Dataset records
-------

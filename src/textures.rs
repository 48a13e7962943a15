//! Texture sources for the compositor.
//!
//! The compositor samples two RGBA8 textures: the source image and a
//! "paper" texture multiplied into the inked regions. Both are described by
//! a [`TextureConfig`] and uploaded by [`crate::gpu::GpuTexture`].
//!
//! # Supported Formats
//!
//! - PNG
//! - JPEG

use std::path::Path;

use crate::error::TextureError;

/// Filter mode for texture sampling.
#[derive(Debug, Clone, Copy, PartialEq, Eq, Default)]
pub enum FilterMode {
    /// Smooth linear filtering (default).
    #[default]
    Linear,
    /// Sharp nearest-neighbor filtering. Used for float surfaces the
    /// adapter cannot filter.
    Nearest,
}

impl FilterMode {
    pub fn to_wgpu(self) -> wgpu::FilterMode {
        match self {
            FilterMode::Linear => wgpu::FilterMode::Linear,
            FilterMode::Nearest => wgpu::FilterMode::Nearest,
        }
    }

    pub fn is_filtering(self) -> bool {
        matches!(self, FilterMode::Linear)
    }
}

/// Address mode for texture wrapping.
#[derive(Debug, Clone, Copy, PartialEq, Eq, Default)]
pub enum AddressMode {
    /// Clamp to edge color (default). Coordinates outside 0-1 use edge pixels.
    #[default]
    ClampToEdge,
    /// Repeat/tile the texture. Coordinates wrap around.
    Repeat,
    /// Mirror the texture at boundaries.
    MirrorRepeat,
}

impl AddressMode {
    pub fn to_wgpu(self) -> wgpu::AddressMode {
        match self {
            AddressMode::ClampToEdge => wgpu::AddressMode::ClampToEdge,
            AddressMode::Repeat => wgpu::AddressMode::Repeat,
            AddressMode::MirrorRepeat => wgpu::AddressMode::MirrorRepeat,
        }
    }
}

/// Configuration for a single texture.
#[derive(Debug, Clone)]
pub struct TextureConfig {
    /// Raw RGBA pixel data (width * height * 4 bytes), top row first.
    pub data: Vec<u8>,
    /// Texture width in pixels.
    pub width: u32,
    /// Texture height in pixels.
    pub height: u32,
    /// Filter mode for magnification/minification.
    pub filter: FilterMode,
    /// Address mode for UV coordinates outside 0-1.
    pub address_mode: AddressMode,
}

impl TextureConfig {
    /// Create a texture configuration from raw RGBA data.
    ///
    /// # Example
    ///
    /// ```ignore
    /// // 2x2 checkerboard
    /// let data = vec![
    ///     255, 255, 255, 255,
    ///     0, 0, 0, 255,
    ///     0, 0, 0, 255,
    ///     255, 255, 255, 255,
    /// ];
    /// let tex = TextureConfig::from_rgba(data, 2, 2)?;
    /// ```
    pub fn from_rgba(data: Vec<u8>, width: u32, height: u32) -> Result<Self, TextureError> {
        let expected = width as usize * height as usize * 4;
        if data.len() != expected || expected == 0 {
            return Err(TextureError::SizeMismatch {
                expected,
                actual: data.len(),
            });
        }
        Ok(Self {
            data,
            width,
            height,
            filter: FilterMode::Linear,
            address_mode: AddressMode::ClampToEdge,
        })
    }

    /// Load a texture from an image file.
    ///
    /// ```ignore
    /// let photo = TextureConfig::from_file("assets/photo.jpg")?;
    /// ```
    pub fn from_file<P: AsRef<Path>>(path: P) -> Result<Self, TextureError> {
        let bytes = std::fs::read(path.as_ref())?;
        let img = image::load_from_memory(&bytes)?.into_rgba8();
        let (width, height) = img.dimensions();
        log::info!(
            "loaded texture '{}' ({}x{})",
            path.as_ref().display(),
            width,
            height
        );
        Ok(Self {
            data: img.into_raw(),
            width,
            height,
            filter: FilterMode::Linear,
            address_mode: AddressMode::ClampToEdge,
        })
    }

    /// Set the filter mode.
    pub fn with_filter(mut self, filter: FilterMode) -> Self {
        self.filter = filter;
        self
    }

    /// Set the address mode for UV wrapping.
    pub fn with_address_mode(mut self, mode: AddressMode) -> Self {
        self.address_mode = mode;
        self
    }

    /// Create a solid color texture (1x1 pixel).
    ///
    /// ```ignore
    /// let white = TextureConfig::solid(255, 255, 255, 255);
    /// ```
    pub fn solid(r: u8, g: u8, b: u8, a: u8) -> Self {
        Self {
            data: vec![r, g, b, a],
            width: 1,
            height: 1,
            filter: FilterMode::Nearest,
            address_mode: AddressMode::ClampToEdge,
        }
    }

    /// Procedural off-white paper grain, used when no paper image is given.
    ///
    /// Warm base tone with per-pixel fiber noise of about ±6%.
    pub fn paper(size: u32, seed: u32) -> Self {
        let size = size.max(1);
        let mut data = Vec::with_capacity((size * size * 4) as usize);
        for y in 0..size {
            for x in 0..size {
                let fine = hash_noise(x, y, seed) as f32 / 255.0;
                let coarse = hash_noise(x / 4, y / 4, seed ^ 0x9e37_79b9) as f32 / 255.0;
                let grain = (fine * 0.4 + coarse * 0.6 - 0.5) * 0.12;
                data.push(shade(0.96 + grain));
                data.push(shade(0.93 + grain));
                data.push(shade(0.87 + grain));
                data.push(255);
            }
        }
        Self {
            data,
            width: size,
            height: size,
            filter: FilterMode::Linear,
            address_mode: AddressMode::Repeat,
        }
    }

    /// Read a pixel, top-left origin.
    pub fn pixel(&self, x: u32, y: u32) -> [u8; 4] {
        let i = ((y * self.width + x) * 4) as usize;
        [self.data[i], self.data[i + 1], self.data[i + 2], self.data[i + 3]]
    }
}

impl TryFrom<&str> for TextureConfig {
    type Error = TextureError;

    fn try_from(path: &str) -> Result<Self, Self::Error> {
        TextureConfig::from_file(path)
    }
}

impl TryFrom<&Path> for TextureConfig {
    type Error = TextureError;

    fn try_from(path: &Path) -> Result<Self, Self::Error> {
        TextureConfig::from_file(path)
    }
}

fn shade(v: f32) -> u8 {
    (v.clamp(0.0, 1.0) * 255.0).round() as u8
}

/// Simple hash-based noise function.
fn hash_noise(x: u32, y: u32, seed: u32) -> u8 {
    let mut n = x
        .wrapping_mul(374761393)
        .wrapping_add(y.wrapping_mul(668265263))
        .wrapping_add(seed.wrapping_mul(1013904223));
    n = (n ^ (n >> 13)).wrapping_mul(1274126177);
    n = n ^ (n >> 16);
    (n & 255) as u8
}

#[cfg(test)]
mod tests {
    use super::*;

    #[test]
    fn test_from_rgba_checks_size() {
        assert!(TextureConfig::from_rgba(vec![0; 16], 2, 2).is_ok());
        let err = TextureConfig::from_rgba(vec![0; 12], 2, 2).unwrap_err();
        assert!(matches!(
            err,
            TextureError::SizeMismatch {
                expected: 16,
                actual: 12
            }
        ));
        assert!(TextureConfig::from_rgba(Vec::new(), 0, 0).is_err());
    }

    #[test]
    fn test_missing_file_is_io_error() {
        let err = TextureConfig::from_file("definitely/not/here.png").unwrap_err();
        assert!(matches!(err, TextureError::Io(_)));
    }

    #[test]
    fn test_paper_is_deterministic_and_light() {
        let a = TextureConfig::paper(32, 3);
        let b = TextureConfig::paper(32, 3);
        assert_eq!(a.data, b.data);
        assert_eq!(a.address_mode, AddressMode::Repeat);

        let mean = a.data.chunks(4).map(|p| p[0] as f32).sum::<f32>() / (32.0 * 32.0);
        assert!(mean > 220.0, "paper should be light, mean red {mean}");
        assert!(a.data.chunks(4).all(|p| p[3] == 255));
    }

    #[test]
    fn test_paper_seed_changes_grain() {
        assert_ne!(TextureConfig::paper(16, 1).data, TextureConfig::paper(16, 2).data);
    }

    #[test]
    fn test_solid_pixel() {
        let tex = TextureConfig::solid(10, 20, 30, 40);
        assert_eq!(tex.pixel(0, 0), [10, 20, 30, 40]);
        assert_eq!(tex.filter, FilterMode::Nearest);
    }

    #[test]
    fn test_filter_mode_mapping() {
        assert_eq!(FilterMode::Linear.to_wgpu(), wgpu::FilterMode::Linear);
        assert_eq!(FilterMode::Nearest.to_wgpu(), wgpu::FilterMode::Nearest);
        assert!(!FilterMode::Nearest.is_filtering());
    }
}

-------

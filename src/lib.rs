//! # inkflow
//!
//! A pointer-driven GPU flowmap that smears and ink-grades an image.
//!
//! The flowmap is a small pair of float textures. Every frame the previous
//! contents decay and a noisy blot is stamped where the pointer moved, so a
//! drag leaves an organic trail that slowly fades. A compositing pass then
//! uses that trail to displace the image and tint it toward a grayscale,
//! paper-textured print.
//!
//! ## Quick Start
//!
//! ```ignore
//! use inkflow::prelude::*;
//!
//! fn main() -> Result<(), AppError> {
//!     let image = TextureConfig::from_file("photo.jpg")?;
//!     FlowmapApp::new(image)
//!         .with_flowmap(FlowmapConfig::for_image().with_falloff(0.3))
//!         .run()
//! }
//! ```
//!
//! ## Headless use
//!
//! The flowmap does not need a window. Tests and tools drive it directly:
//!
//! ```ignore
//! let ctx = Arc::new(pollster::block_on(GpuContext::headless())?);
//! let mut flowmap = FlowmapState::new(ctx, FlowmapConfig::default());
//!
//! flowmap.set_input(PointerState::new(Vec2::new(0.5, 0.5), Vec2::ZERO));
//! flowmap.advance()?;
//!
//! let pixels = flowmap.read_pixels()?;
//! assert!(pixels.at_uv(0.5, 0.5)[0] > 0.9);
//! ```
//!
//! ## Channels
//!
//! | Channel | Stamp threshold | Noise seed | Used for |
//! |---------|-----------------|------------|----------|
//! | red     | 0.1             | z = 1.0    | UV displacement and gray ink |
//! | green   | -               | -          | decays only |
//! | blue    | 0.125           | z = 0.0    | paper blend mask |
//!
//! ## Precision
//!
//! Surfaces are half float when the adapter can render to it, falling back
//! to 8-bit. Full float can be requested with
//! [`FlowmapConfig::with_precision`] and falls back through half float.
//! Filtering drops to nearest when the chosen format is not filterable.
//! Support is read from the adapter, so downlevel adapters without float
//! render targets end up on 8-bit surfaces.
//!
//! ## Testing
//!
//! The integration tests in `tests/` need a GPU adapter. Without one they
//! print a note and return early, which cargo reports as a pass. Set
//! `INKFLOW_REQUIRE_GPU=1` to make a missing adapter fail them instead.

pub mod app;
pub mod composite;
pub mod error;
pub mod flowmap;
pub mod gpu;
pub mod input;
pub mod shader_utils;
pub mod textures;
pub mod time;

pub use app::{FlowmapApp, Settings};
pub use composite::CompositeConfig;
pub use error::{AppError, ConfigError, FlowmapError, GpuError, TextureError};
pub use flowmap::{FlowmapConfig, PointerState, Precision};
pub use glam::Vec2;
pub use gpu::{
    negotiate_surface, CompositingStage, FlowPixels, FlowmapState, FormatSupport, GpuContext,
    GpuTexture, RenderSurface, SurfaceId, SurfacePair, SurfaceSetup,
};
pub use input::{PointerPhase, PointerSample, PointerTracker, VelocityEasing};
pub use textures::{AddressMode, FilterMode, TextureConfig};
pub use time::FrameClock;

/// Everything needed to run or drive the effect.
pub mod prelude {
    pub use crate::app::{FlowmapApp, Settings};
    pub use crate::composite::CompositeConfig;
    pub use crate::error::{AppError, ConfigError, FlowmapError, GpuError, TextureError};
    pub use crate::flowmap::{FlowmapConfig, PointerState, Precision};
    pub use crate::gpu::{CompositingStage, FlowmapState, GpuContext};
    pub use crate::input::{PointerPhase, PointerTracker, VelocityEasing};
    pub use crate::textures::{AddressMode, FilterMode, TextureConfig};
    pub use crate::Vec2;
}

-------

_ASSIGNMENT:_ Where does "pass" appear in the records above? Copy each line that holds it.

_COMPLETED TASK:_
//! drag leaves an organic trail that slowly fades. A compositing pass then
//! print a note and return early, which cargo reports as a pass. Set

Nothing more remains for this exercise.